• _PROBLEM TO WORK ON_: Find how many lines of the listing below include the word "rustdoc", then report the number by itself.

• _INFORMATION SHOWN_:
============================================================
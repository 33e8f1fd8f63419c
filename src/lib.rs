//! `finuch-recurring` - Recurring operations core of the Fin-U-CH accounting service
//!
//! This crate turns recurring operation templates into dated ledger instances, checks
//! that every template's instances are consistent, and repairs unconfirmed first
//! occurrences. All storage access goes through a tenant-scoped store trait with a
//! `SeaORM` implementation.

// Deny the most critical lints that could lead to bugs or security issues
#![deny(
    // Security and correctness
    unsafe_code,
    unsafe_op_in_unsafe_fn,

    // Code quality - things that are almost always bugs
    unreachable_code,
    unreachable_patterns,
    unused_must_use,

    // Documentation - broken links are bugs
    rustdoc::broken_intra_doc_links,
    rustdoc::private_intra_doc_links,
)]
// Warn on things that should be fixed but aren't necessarily bugs
#![warn(
    // Documentation - missing docs should be added gradually
    missing_docs,

    // Clippy categories for overall code quality
    clippy::all,
    clippy::pedantic,
    clippy::nursery,

    // Performance
    clippy::inefficient_to_string,
    clippy::large_types_passed_by_value,
    clippy::needless_pass_by_value,
    clippy::unnecessary_wraps,

    // Correctness
    clippy::clone_on_ref_ptr,
    clippy::dbg_macro,
    clippy::exit,
    clippy::expect_used,
    clippy::float_cmp,
    clippy::panic,
    clippy::todo,
    clippy::unimplemented,
    clippy::unwrap_used,

    // Complexity and readability
    clippy::cognitive_complexity,
    clippy::large_enum_variant,
    clippy::match_same_arms,
    clippy::too_many_lines,

    // Style consistency
    clippy::enum_glob_use,
    clippy::inconsistent_struct_constructor,
    clippy::missing_errors_doc,
    clippy::missing_panics_doc,
    clippy::must_use_candidate,
    clippy::redundant_closure_for_method_calls,
    clippy::semicolon_if_nothing_returned,
    clippy::wildcard_imports,

    // Future compatibility
    future_incompatible,
    rust_2018_idioms,
)]
// Allow some pedantic lints that are too noisy or not applicable
#![allow(
    clippy::module_name_repetitions,  // Common pattern in Rust
    clippy::missing_errors_doc,        // Will add gradually
    clippy::missing_panics_doc,        // Will add gradually
)]

/// Configuration management for database and settings file
pub mod config;
/// Core business logic - generation, reconciliation, and report rendering
pub mod core;
/// SeaORM entity definitions for database tables
pub mod entities;
/// Unified error types and result handling
pub mod errors;
/// Domain views of templates and instances
pub mod models;
/// Tenant-scoped persistence boundary
pub mod store;

#[cfg(test)]
pub mod test_utils;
============================================================
• _REPLY_: 2